Human like Robot from Osaka university

The robots Osaka university has built have all been along a variety of different themes, leading to a lot of new robots being built to test new hypotheses. Cognitive Neuroscience Robotics has, as its goal, the development of information and robot technology systems that are human-friendly, and so, working from the notion that the human brain is essentially for human communication, the first thing we did was to build an android, a robot highly resembling a human. We learned a lot through this, but after that we were confronted by a question raised by producing a human-like robot: What, exactly, is so human-like about humans? How does one explain what defines one’s own human-ness? It’s quite a difficult question.

In the end, it becomes clear that this question of “human-ness” is something that simply can’t be explained in words. It was as we built robots that we noticed that no matter how perfectly an android resembles a person, if your mind recognizes it as “not human,” no matter what you do, it clearly isn’t human to you, but on the other hand if your first impression is “that’s a human,” then it will always be human to you. This is the essential nature of human communication.

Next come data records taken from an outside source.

use std::fs::{File, OpenOptions};
use std::io;
use std::os::fd::{AsRawFd, BorrowedFd, OwnedFd};
use std::os::unix::fs::OpenOptionsExt;
use std::process::Stdio;
use std::time::Duration;

use nix::fcntl::OFlag;
use nix::pty::{self, PtyMaster};
use tracing::{debug, info};

use super::child::{self, ChildProcess, Terminal};
use super::{Launched, ProcessIo, ProcessProvider, ProcessSpec, RunningProcess, WindowSize};
use crate::error::LaunchError;
use crate::relay::{self, OutputSink};

/// Starts programs on a pty pair or on pipes.
#[derive(Debug, Clone)]
pub struct NativeProvider {
    wait_delay: Duration,
}

impl NativeProvider {
    pub fn new(wait_delay: Duration) -> Self {
        Self { wait_delay }
    }
}

struct PtyTerminal {
    master: PtyMaster,
}

impl Terminal for PtyTerminal {
    fn resize(&self, size: WindowSize) -> io::Result<()> {
        debug!("Resizing PTY to {}x{}", size.width, size.height);
        set_window_size(&self.master, size)
    }
}

fn set_window_size(master: &PtyMaster, size: WindowSize) -> io::Result<()> {
    let winsize = libc::winsize {
        ws_row: size.height,
        ws_col: size.width,
        ws_xpixel: 0,
        ws_ypixel: 0,
    };

    // SAFETY: the fd is open for the lifetime of `master` and `winsize`
    // outlives the call.
    unsafe {
        if libc::ioctl(master.as_raw_fd(), libc::TIOCSWINSZ as _, &winsize as *const _) < 0 {
            return Err(io::Error::last_os_error());
        }
    }
    Ok(())
}

fn open_master() -> Result<(PtyMaster, String), LaunchError> {
    let errno = |op| move |e: nix::Error| LaunchError::new(op, e.into());

    let master = pty::posix_openpt(OFlag::O_RDWR | OFlag::O_NOCTTY).map_err(errno("posix_openpt"))?;
    pty::grantpt(&master).map_err(errno("grantpt"))?;
    pty::unlockpt(&master).map_err(errno("unlockpt"))?;

    // SAFETY: no other thread calls ptsname while the name is copied out.
    let slave_name = unsafe { pty::ptsname(&master) }.map_err(errno("ptsname"))?;

    // Children must not inherit the controlling side.
    // SAFETY: plain fcntl on an fd we own.
    if unsafe { libc::fcntl(master.as_raw_fd(), libc::F_SETFD, libc::FD_CLOEXEC) } < 0 {
        return Err(LaunchError::last_os_error("fcntl"));
    }
    Ok((master, slave_name))
}

/// A second handle on the controlling side, for async I/O.
fn dup_master(master: &PtyMaster) -> Result<tokio::fs::File, LaunchError> {
    // SAFETY: the fd stays open while `master` is borrowed.
    let fd = unsafe { BorrowedFd::borrow_raw(master.as_raw_fd()) };
    let owned: OwnedFd = fd
        .try_clone_to_owned()
        .map_err(|e| LaunchError::new("dup pty master", e))?;
    Ok(tokio::fs::File::from_std(File::from(owned)))
}

impl ProcessProvider for NativeProvider {
    fn start_interactive(
        &self,
        spec: &ProcessSpec,
        size: WindowSize,
    ) -> Result<Launched, LaunchError> {
        let (master, slave_name) = open_master()?;
        debug!("PTY slave created: {}", slave_name);
        set_window_size(&master, size).map_err(|e| LaunchError::new("TIOCSWINSZ", e))?;

        let slave = OpenOptions::new()
            .read(true)
            .write(true)
            .custom_flags(libc::O_NOCTTY)
            .open(&slave_name)
            .map_err(|e| LaunchError::new("open pty slave", e))?;
        let clone_slave = |slave: &File| {
            slave
                .try_clone()
                .map_err(|e| LaunchError::new("dup pty slave", e))
        };

        let reader = dup_master(&master)?;
        let writer = dup_master(&master)?;

        let mut cmd = child::command(spec);
        cmd.stdin(Stdio::from(clone_slave(&slave)?))
            .stdout(Stdio::from(clone_slave(&slave)?))
            .stderr(Stdio::from(slave));
        // SAFETY: only async-signal-safe calls between fork and exec.
        unsafe {
            cmd.pre_exec(|| {
                if libc::setsid() < 0 {
                    return Err(io::Error::last_os_error());
                }
                if libc::ioctl(0, libc::TIOCSCTTY as _, 0) < 0 {
                    return Err(io::Error::last_os_error());
                }
                Ok(())
            });
        }
        let child = child::spawn(cmd)?;

        let process = ChildProcess::new(child, self.wait_delay)?
            .with_terminal(Box::new(PtyTerminal { master }));
        info!("Started {:?} on {} as pid {}", spec.argv, slave_name, process.pid());

        Ok(Launched {
            io: ProcessIo::Pty {
                reader: Box::new(reader),
                writer: Box::new(writer),
            },
            process: Box::new(process),
        })
    }

    fn start_piped(&self, spec: &ProcessSpec, output: OutputSink) -> Result<Launched, LaunchError> {
        let mut cmd = child::command(spec);
        cmd.stdin(Stdio::piped())
            .stdout(Stdio::piped())
            .stderr(Stdio::piped())
            .kill_on_drop(true);
        let mut child = child::spawn(cmd)?;

        let missing = |op| LaunchError::new(op, io::Error::from(io::ErrorKind::BrokenPipe));
        let stdin = child.stdin.take().ok_or_else(|| missing("stdin pipe"))?;
        let stdout = child.stdout.take().ok_or_else(|| missing("stdout pipe"))?;
        let stderr = child.stderr.take().ok_or_else(|| missing("stderr pipe"))?;

        let pumps = vec![
            relay::spawn_output_pump(stdout, output.clone(), "stdout"),
            relay::spawn_output_pump(stderr, output, "stderr"),
        ];
        let process = ChildProcess::new(child, self.wait_delay)?.with_pumps(pumps);
        info!("Started {:?} on pipes as pid {}", spec.argv, process.pid());

        Ok(Launched {
            io: ProcessIo::Piped {
                stdin: Box::new(stdin),
            },
            process: Box::new(process),
        })
    }
}

#[cfg(test)]
mod tests {
    use tokio::io::{AsyncReadExt, AsyncWriteExt};

    use super::*;
    use crate::config::Config;
    use crate::pty::ExitStatus;

    fn spec(script: &str) -> ProcessSpec {
        ProcessSpec::new(
            vec!["sh".into(), "-c".into(), script.into()],
            &Config::default(),
            &[],
            Some("xterm"),
        )
    }

    async fn read_until(reader: &mut crate::pty::BoxedReader, needle: &str) -> String {
        let mut seen = Vec::new();
        let mut buffer = [0u8; 1024];
        let deadline = tokio::time::Instant::now() + Duration::from_secs(5);
        while !String::from_utf8_lossy(&seen).contains(needle) {
            let n = tokio::time::timeout_at(deadline, reader.read(&mut buffer))
                .await
                .expect("timed out waiting for pty output")
                .unwrap_or(0);
            if n == 0 {
                break;
            }
            seen.extend_from_slice(&buffer[..n]);
        }
        String::from_utf8_lossy(&seen).into_owned()
    }

    #[tokio::test]
    async fn test_pty_spawn_sees_a_terminal() {
        let provider = NativeProvider::new(Duration::from_millis(100));
        let launched = provider
            .start_interactive(
                &spec("test -t 0 && test -t 1 && echo tty:$TERM; stty size"),
                WindowSize::new(100, 30).unwrap(),
            )
            .unwrap();
        let Launched { io, mut process } = launched;
        let ProcessIo::Pty { mut reader, .. } = io else {
            panic!("expected a pty");
        };

        let output = read_until(&mut reader, "30 100").await;
        assert!(output.contains("tty:xterm"), "{output:?}");
        assert!(output.contains("30 100"), "{output:?}");
        assert_eq!(process.wait().await.unwrap(), ExitStatus::Code(0));
        process.close().unwrap();
    }

    #[tokio::test]
    async fn test_pty_resize() {
        let provider = NativeProvider::new(Duration::from_millis(100));
        let Launched { io, mut process } = provider
            .start_interactive(&spec("read line; stty size"), WindowSize::default())
            .unwrap();
        let ProcessIo::Pty { mut reader, mut writer } = io else {
            panic!("expected a pty");
        };

        process.resize(WindowSize::new(120, 40).unwrap()).unwrap();
        writer.write_all(b"go\n").await.unwrap();
        writer.flush().await.unwrap();

        let output = read_until(&mut reader, "40 120").await;
        assert!(output.contains("40 120"), "{output:?}");
        assert_eq!(process.wait().await.unwrap(), ExitStatus::Code(0));
    }

    #[tokio::test]
    async fn test_piped_output_reaches_sink_before_exit() {
        let (sink_writer, mut sink_reader) = tokio::io::duplex(1024);
        let provider = NativeProvider::new(Duration::from_millis(500));
        let Launched { mut process, .. } = provider
            .start_piped(&spec("echo out; echo err >&2; exit 4"), OutputSink::new(sink_writer))
            .unwrap();

        assert_eq!(process.wait().await.unwrap(), ExitStatus::Code(4));
        drop(process);

        let mut output = String::new();
        sink_reader.read_to_string(&mut output).await.unwrap();
        assert!(output.contains("out\n"), "{output:?}");
        assert!(output.contains("err\n"), "{output:?}");
    }

    #[tokio::test]
    async fn test_piped_wait_bounded_by_lingering_output() {
        let (sink_writer, mut sink_reader) = tokio::io::duplex(1024);
        let provider = NativeProvider::new(Duration::from_millis(200));
        // The background sleep keeps stdout open long after the shell exits.
        let Launched { mut process, .. } = provider
            .start_piped(&spec("sleep 5 & echo done"), OutputSink::new(sink_writer))
            .unwrap();

        let started = std::time::Instant::now();
        assert_eq!(process.wait().await.unwrap(), ExitStatus::Code(0));
        assert!(started.elapsed() < Duration::from_secs(3), "{:?}", started.elapsed());
        process.close().unwrap();
        drop(process);

        let mut output = String::new();
        sink_reader.read_to_string(&mut output).await.unwrap();
        assert_eq!(output, "done\n");
    }

    #[tokio::test]
    async fn test_signal_reaches_piped_program() {
        let (sink_writer, _sink_reader) = tokio::io::duplex(1024);
        let provider = NativeProvider::new(Duration::from_millis(100));
        let Launched { mut process, .. } = provider
            .start_piped(&spec("exec sleep 10"), OutputSink::new(sink_writer))
            .unwrap();

        process.signal(crate::signals::Signal::Int).unwrap();
        assert_eq!(process.wait().await.unwrap(), ExitStatus::Signal(2));
    }
}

Osaka university realized that there are two approaches: you can either work on designs that will draw on the abstract idea in our heads of “this is what is ‘human’,” or you can deliberately avoid drawing on this mental model while still incorporating unquestionably “human” elements.

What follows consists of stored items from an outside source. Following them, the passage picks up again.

impl ConptyProcess {
    async fn wait_inner(&mut self) -> Result<ExitStatus, RuntimeError> {
        if let Some(status) = self.status {
            return Ok(status);
        }
        let waiter = self.waiter.get_or_insert_with(|| {
            let process = Arc::clone(&self.process);
            tokio::task::spawn_blocking(move || wait_for_exit(&process))
        });
        let result = waiter
            .await
            .map_err(|e| RuntimeError::Wait(io::Error::new(io::ErrorKind::Other, e)));
        self.waiter = None;
        let status = result??;
        debug!("Process {} exited: {:?}", self.pid, status);
        self.status = Some(status);
        self.release_console().await;
        Ok(status)
    }

    /// Closing the console flushes its last frame and ends the output pipe,
    /// so it has to happen while the output relay is still reading.
    async fn release_console(&mut self) {
        if let Some(console) = self.console.take() {
            if let Err(e) = tokio::task::spawn_blocking(move || drop(console)).await {
                warn!("Closing pseudo console failed: {}", e);
            }
        }
    }
}

impl RunningProcess for ConptyProcess {
    fn pid(&self) -> u32 {
        self.pid
    }

    fn wait(&mut self) -> BoxFuture<'_, Result<ExitStatus, RuntimeError>> {
        Box::pin(self.wait_inner())
    }

    fn signal(&mut self, signal: Signal) -> Result<(), SignalDeliveryError> {
        let pid = self.pid;
        let failed = |source| SignalDeliveryError {
            signal: signal.name(),
            pid,
            source,
        };
        if self.status.is_some() {
            return Err(failed(io::Error::from(io::ErrorKind::NotFound)));
        }
        debug!("No native {} here, terminating {}", signal, pid);
        // SAFETY: the process handle is open until `self` drops.
        unsafe { TerminateProcess(raw(&self.process), TERMINATED_EXIT_CODE) }
            .map_err(|e| failed(e.into()))
    }

    fn resize(&mut self, size: WindowSize) -> Result<(), ResizeError> {
        match &self.console {
            Some(console) => Ok(console.resize(size)?),
            None => Err(ResizeError::Unsupported),
        }
    }

    fn close(&mut self) -> io::Result<()> {
        // Already released by `wait` unless the program was never waited on.
        self.console = None;
        Ok(())
    }
}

Bearing this in mind, they produced the Telenoid as a sort of “minimalist human” design, meant to be unquestionably human-looking while simultaneously lacking any particularly specific traits or features. Hearing a voice come from it makes it seem strangely human.

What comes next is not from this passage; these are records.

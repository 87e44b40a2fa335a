use std::ffi::{OsStr, OsString};
use std::path::PathBuf;

use tracing::debug;

use crate::config::Config;

/// Ordered environment where a later assignment replaces an earlier one.
#[derive(Debug, Clone, Default, PartialEq, Eq)]
pub struct Environment {
    vars: Vec<(OsString, OsString)>,
}

impl Environment {
    pub fn new() -> Self {
        Self::default()
    }

    /// Snapshot of our own process environment.
    pub fn inherited() -> Self {
        let mut env = Self::new();
        for (key, value) in std::env::vars_os() {
            env.set(key, value);
        }
        env
    }

    pub fn set(&mut self, key: impl Into<OsString>, value: impl Into<OsString>) {
        let key = key.into();
        self.vars.retain(|(existing, _)| !same_key(existing, &key));
        self.vars.push((key, value.into()));
    }

    /// Applies `KEY=VALUE` assignments in order. Anything else is skipped.
    pub fn apply<S: AsRef<str>>(&mut self, assignments: &[S]) {
        for assignment in assignments {
            let assignment = assignment.as_ref();
            match assignment.split_once('=') {
                Some((key, value)) if !key.is_empty() => self.set(key, value),
                _ => debug!("Ignoring malformed environment assignment {:?}", assignment),
            }
        }
    }

    pub fn get(&self, key: impl AsRef<OsStr>) -> Option<&OsStr> {
        let key = key.as_ref();
        self.vars
            .iter()
            .find(|(existing, _)| same_key(existing, key))
            .map(|(_, value)| value.as_os_str())
    }

    pub fn iter(&self) -> impl Iterator<Item = (&OsStr, &OsStr)> {
        self.vars.iter().map(|(k, v)| (k.as_os_str(), v.as_os_str()))
    }

    pub fn len(&self) -> usize {
        self.vars.len()
    }

    pub fn is_empty(&self) -> bool {
        self.vars.is_empty()
    }
}

fn same_key(a: &OsStr, b: &OsStr) -> bool {
    if cfg!(windows) {
        a.eq_ignore_ascii_case(b)
    } else {
        a == b
    }
}

/// Everything needed to start one program.
#[derive(Debug, Clone, PartialEq, Eq)]
pub struct ProcessSpec {
    /// `argv[0]` is the program.
    pub argv: Vec<String>,
    pub env: Environment,
    pub cwd: Option<PathBuf>,
}

impl ProcessSpec {
    /// Merges the environment: inherited (unless disabled), then the
    /// session's own assignments and terminal type, then the configured
    /// extras.
    pub fn new(argv: Vec<String>, config: &Config, session_env: &[String], term: Option<&str>) -> Self {
        let mut env = if config.no_env {
            Environment::new()
        } else {
            Environment::inherited()
        };
        env.apply(session_env);
        if let Some(term) = term {
            env.set("TERM", term);
        }
        env.apply(&config.env);

        Self {
            argv,
            env,
            cwd: config.chdir.clone(),
        }
    }

    pub fn program(&self) -> &str {
        self.argv.first().map(String::as_str).unwrap_or_default()
    }

    pub fn args(&self) -> &[String] {
        self.argv.get(1..).unwrap_or_default()
    }
}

Psychology, neuroscience, and cognitive science have long been regarded as the most direct route to understand humans; building robots, however, offers us another path to do so. If, for example, we were to take the question of “what defines ‘human-ness’?” there are things that psychology and cognitive science simply can’t possibly explain, whereas if we were to simply approach the question by building and operating a robot, this question can become easier to answer.